A doctor and outspoken critic of the coronavirus vaccine was among those who entered the Capitol building last week during the siege that disrupted the certification of the 2020 presidential election.

Simone Gold gained national attention in July when she and other physicians appeared in front of the Supreme Court for a sparsely attended news conference to decry pandemic lockdowns and criticize government efforts to stop the spread of the disease. Video of the event, organized by conservative activists, was retweeted by the president and viewed by millions before social media platforms took it down.

Gold confirmed to The Washington Post that she is the person pictured carrying a bullhorn on the Capitol grounds Wednesday in FBI and D.C. police bulletins seeking more information about individuals who were present.

Simone Gold, a hydroxychloroquine advocate and outspoken critic of the coronavirus vaccine, was among those who entered the Capitol building on Jan. 6. (CSPAN)

Although dozens of Capitol Police officers were injured when they were overrun by pro-Trump protesters and one later died as a result, Gold said she did not witness any violence.

“I can certainly speak to the place that I was, and it most emphatically was not a riot,” the California resident said in a phone interview Monday. “Where I was, was incredibly peaceful.”

Gold confirmed that she went inside the Capitol, saying she followed a crowd and assumed that it was legal to do so. She said she had not been contacted by anyone in law enforcement.

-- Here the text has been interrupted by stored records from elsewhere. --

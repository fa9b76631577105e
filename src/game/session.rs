//! Puzzle session: riddles, penalty counter and the play clock
//!
//! A [`PuzzleSession`] is created when the game screen becomes ready and
//! captures its start instant at that moment. Elapsed time is always derived
//! from the time source at read time; only the penalty counter and the
//! per-riddle solved flags are ever mutated.

use std::fmt;
use std::time::Instant;

use super::clock::{SystemClock, TimeSource};
use super::format::{format_hms, PenaltyDisplay};
use super::riddle::Riddle;

/// Default penalty per failed attempt or hint, in seconds
pub const DEFAULT_PENALTY_SECONDS: u64 = 120;

/// Result of evaluating one code submission
#[derive(Debug, Clone, Copy, PartialEq, Eq)]
pub enum Outcome {
    /// Code matched; the riddle is now solved
    Correct,
    /// Well-formed code that does not match (penalized)
    Mismatch,
    /// Wrong length or missing digits (penalized like a mismatch)
    Invalid,
    /// Unknown riddle, solved riddle or finished session; nothing happened
    Ignored,
}

impl Outcome {
    /// Whether this outcome adds a penalty
    pub fn is_penalized(self) -> bool {
        matches!(self, Outcome::Mismatch | Outcome::Invalid)
    }
}

/// Session-level lifecycle
#[derive(Debug, Clone, Copy, PartialEq, Eq)]
pub enum SessionPhase {
    InProgress,
    /// Every riddle solved, finish not yet requested
    Complete,
    /// Terminal; the clock is stopped
    Finished,
}

/// Live clock reading for the display sink
#[derive(Debug, Clone, PartialEq, Eq)]
pub struct DisplaySnapshot {
    pub elapsed_seconds: u64,
    pub penalty_seconds: u64,
    pub elapsed: String,
    pub penalty: String,
}

/// Final result reported by [`PuzzleSession::finish`]
#[derive(Debug, Clone, PartialEq, Eq)]
pub struct FinishSummary {
    pub elapsed_seconds: u64,
    pub penalty_seconds: u64,
    pub total_seconds: u64,
    pub elapsed: String,
    pub penalty: String,
    pub total: String,
}

impl fmt::Display for FinishSummary {
    fn fmt(&self, f: &mut fmt::Formatter<'_>) -> fmt::Result {
        write!(
            f,
            "Time {} | Penalty +{} | Total {}",
            self.elapsed, self.penalty, self.total
        )
    }
}

/// Tunables shared by every session of a deployment
#[derive(Debug, Clone, Copy, PartialEq, Eq)]
pub struct SessionRules {
    /// Seconds added per mismatch, invalid attempt or hint
    pub penalty_per_fail: u64,
    /// Rendering of the penalty counter
    pub penalty_display: PenaltyDisplay,
}

impl Default for SessionRules {
    fn default() -> Self {
        Self {
            penalty_per_fail: DEFAULT_PENALTY_SECONDS,
            penalty_display: PenaltyDisplay::Hms,
        }
    }
}

/// In-memory state of one play-through
#[derive(Debug)]
pub struct PuzzleSession<T: TimeSource = SystemClock> {
    riddles: Vec<Riddle>,
    rules: SessionRules,
    penalty_seconds: u64,
    hints_used: u32,
    start: Instant,
    finished_at: Option<Instant>,
    clock: T,
}

impl PuzzleSession<SystemClock> {
    /// Start a session on the system clock
    pub fn new(riddles: Vec<Riddle>, rules: SessionRules) -> Self {
        Self::with_time_source(riddles, rules, SystemClock)
    }
}

impl<T: TimeSource> PuzzleSession<T> {
    /// Start a session on a custom time source. The start instant is read
    /// from `clock` immediately.
    pub fn with_time_source(riddles: Vec<Riddle>, rules: SessionRules, clock: T) -> Self {
        let start = clock.now();
        tracing::info!(
            riddles = riddles.len(),
            penalty_per_fail = rules.penalty_per_fail,
            "Puzzle session started"
        );
        Self {
            riddles,
            rules,
            penalty_seconds: 0,
            hints_used: 0,
            start,
            finished_at: None,
            clock,
        }
    }

    pub fn riddles(&self) -> &[Riddle] {
        &self.riddles
    }

    pub fn riddle(&self, index: usize) -> Option<&Riddle> {
        self.riddles.get(index)
    }

    pub fn rules(&self) -> SessionRules {
        self.rules
    }

    pub fn penalty_seconds(&self) -> u64 {
        self.penalty_seconds
    }

    pub fn hints_used(&self) -> u32 {
        self.hints_used
    }

    pub fn solved_count(&self) -> usize {
        self.riddles.iter().filter(|r| r.is_solved()).count()
    }

    /// Solved flag per riddle, in index order
    pub fn solved_flags(&self) -> Vec<bool> {
        self.riddles.iter().map(Riddle::is_solved).collect()
    }

    /// True iff every riddle is solved
    pub fn is_complete(&self) -> bool {
        self.riddles.iter().all(Riddle::is_solved)
    }

    pub fn phase(&self) -> SessionPhase {
        if self.finished_at.is_some() {
            SessionPhase::Finished
        } else if self.is_complete() {
            SessionPhase::Complete
        } else {
            SessionPhase::InProgress
        }
    }

    /// Evaluate a code attempt for one riddle
    pub fn submit_code(&mut self, riddle_index: usize, attempt: &str) -> Outcome {
        let Some(riddle) = self.riddles.get_mut(riddle_index) else {
            tracing::debug!(riddle = riddle_index, "Submission for unknown riddle ignored");
            return Outcome::Ignored;
        };
        if riddle.is_solved() {
            tracing::debug!(riddle = riddle_index, "Submission for solved riddle ignored");
            return Outcome::Ignored;
        }

        let outcome = if !riddle.accepts_shape(attempt) {
            Outcome::Invalid
        } else if riddle.matches(attempt) {
            riddle.mark_solved();
            Outcome::Correct
        } else {
            Outcome::Mismatch
        };

        if outcome.is_penalized() {
            self.add_penalty();
        }

        tracing::info!(
            riddle = riddle_index,
            outcome = ?outcome,
            penalty_seconds = self.penalty_seconds,
            solved = self.solved_count(),
            "Code submitted"
        );
        outcome
    }

    /// Accrue one penalty for a hint. Ignored once the session is finished.
    pub fn use_hint(&mut self) {
        if self.finished_at.is_some() {
            tracing::debug!("Hint after finish ignored");
            return;
        }
        self.hints_used += 1;
        self.add_penalty();
        tracing::info!(
            hints_used = self.hints_used,
            penalty_seconds = self.penalty_seconds,
            "Hint used"
        );
    }

    /// Current clock reading. Does not mutate the session.
    pub fn tick(&self) -> DisplaySnapshot {
        let elapsed_seconds = self.elapsed_seconds();
        DisplaySnapshot {
            elapsed_seconds,
            penalty_seconds: self.penalty_seconds,
            elapsed: format_hms(elapsed_seconds),
            penalty: self.rules.penalty_display.format(self.penalty_seconds),
        }
    }

    /// Stop the clock and report the result. Returns `None` while riddles
    /// remain unsolved or if the session already finished.
    pub fn finish(&mut self) -> Option<FinishSummary> {
        match self.phase() {
            SessionPhase::InProgress => {
                tracing::warn!(
                    solved = self.solved_count(),
                    total = self.riddles.len(),
                    "Finish requested before all riddles were solved"
                );
                return None;
            }
            SessionPhase::Finished => return None,
            SessionPhase::Complete => {}
        }

        self.finished_at = Some(self.clock.now());
        let summary = self.summary();
        tracing::info!(
            elapsed_seconds = summary.elapsed_seconds,
            penalty_seconds = summary.penalty_seconds,
            total_seconds = summary.total_seconds,
            "Session finished"
        );
        Some(summary)
    }

    /// Whole seconds since start, frozen once finished
    pub fn elapsed_seconds(&self) -> u64 {
        let end = self.finished_at.unwrap_or_else(|| self.clock.now());
        end.saturating_duration_since(self.start).as_secs()
    }

    fn summary(&self) -> FinishSummary {
        let elapsed_seconds = self.elapsed_seconds();
        let total_seconds = elapsed_seconds.saturating_add(self.penalty_seconds);
        FinishSummary {
            elapsed_seconds,
            penalty_seconds: self.penalty_seconds,
            total_seconds,
            elapsed: format_hms(elapsed_seconds),
            penalty: self.rules.penalty_display.format(self.penalty_seconds),
            total: format_hms(total_seconds),
        }
    }

    fn add_penalty(&mut self) {
        self.penalty_seconds = self
            .penalty_seconds
            .saturating_add(self.rules.penalty_per_fail);
    }
}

After Trump supporters gathered on the Capitol grounds, tensions soon boiled over and an angry mob assaulted the building, breaking through doors and windows. Vice President Pence was moved to a secure location in the complex. Police sought to evacuate lawmakers and their staffers, but some locked down in rooms behind makeshift barricades.

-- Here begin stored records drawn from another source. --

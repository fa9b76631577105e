//! Terminal state guard for guaranteed cleanup.
//!
//! Restores the terminal when the game exits, whether normally, via early
//! return, or panic.

use crossterm::{
    event::DisableBracketedPaste,
    execute,
    terminal::{disable_raw_mode, LeaveAlternateScreen},
};
use std::io::{self, Write};

/// Guard that restores terminal state when dropped.
///
/// Create it AFTER raw mode, the alternate screen and bracketed paste are
/// enabled so that Drop undoes all three.
pub struct TerminalGuard {
    active: bool,
}

impl TerminalGuard {
    pub fn new() -> Self {
        Self { active: true }
    }

    /// Perform manual cleanup and prevent Drop from running cleanup again.
    pub fn cleanup(&mut self) -> anyhow::Result<()> {
        if !self.active {
            return Ok(());
        }
        self.active = false;
        restore_terminal()
    }
}

impl Default for TerminalGuard {
    fn default() -> Self {
        Self::new()
    }
}

impl Drop for TerminalGuard {
    fn drop(&mut self) {
        if self.active {
            if let Err(e) = restore_terminal() {
                tracing::debug!(error = %e, "Terminal cleanup failed in Drop");
            }
        }
    }
}

fn restore_terminal() -> anyhow::Result<()> {
    let mut stdout = io::stdout();
    disable_raw_mode()?;
    execute!(stdout, LeaveAlternateScreen, DisableBracketedPaste)?;
    stdout.flush()?;
    Ok(())
}

/// Install a panic hook that restores terminal state before printing the panic message.
///
/// Call this before any terminal setup.
pub fn install_panic_hook() {
    let original_hook = std::panic::take_hook();
    std::panic::set_hook(Box::new(move |panic_info| {
        let mut stdout = io::stdout();
        if let Err(e) = disable_raw_mode() {
            tracing::debug!(error = %e, "Failed to disable raw mode in panic hook");
        }
        if let Err(e) = execute!(stdout, LeaveAlternateScreen, DisableBracketedPaste) {
            tracing::debug!(error = %e, "Failed to restore terminal screen in panic hook");
        }
        if let Err(e) = stdout.flush() {
            tracing::debug!(error = %e, "Failed to flush stdout after panic cleanup");
        }

        original_hook(panic_info);
    }));
}
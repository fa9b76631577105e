use std::time::Duration;

/// Side effects that should be executed outside the reducer.
#[derive(Debug, Clone, PartialEq, Eq)]
pub enum Effect {
    /// Begin periodic clock refreshes
    StartTicker,
    /// Stop clock refreshes
    StopTicker,
    /// Send `FlashExpired(generation)` after `after`
    ScheduleFlashExpiry { generation: u64, after: Duration },
}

Claims about hydroxychloroquine to treat covid-19 have gained traction despite a lack of scientific evidence. How did this happen? (The Washington Post)

Gold said she traveled to Washington to speak at a “Rally for Health Freedom” on the east side of the Capitol on Wednesday afternoon.

She attended the rally along with John Strand, the communications director for America’s Frontline Doctors, a group she founded last year to speak out against the government’s efforts to contain the coronavirus. Strand is pictured next to her in the photos circulated by the FBI and D.C. police.

Asked for comment, Strand wrote in a statement to The Post that he was at the event to assist Gold and “ensure her safety.”

Gold and about a dozen others were expected to speak after President Trump addressed supporters gathered for a large rally near the White House. But Gold said that as she was about to give her speech at 1 p.m., someone in the crowd told her that all speeches were canceled.

Gold said she followed the crowd up the steps and into the building. She estimated she was inside the Capitol for about 20 minutes before police ushered everyone out. She used some of that time to give the speech she had planned to make earlier.

A 30-second video of a person who appeared to be Gold speaking on the tiled Rotunda floor has been circulating on social media. Gold confirmed to The Post that the video depicts her. In the video, two police officers stand behind Gold, appearing to gesture at her and others in an attempt to get them to leave.

In the echo of the Rotunda, most of her words are inaudible in the video, other than “I’m a mom” and “massive medical establishment.”

Gold said she gave the same speech she delivered the previous day at a rally in the District’s Freedom Plaza, where Trump supporters were beginning to gather ahead of the “Stop the Steal” events.

During that speech, she referred to the coronavirus vaccine as an “experimental, biological agent deceptively named a vaccine.”

The coronavirus vaccines have been tested, and federal regulators have authorized their use. They have been administered to nearly 9 million Americans, according to the Centers for Disease Control and Prevention.

Gold first gained notoriety for an open letter to the president in May in which she called shutdowns imposed to stop the spread of the coronavirus “a mass casualty incident.” She claimed that as a hospital physician she had seen hydroxychloroquine work as a treatment against the deadly virus.

The following month, the Food and Drug Administration withdrew its emergency use authorization for hydroxychloroquine and chloroquine, drugs that Trump had repeatedly promoted for treatment of covid-19. Federal health officials, citing scientific evidence, said that the drug is “unlikely to be effective” for covid-19 and that any potential benefits are outweighed by safety risks, including heart problems.

Gold’s letter led to her participation in the event in July, organized with the support of the Tea Party Patriots group and featuring her group, America’s Frontline Doctors. The participants’ speeches were live-streamed by the conservative media outlet Breitbart and viewed online more than 14 million times — fueled by a tweet by Donald Trump Jr. and multiple retweets by the president, which have since been deleted. Facebook, Twitter and YouTube later removed the video.

Gold told The Post she worked as an emergency room physician for two hospitals at the time but was “promptly fired” after the event and has not worked as a doctor since.

Gold said she was worried that photos of her inside the Capitol would distract from her advocacy work with America’s Frontline Doctors.

“I do regret being there,” Gold said.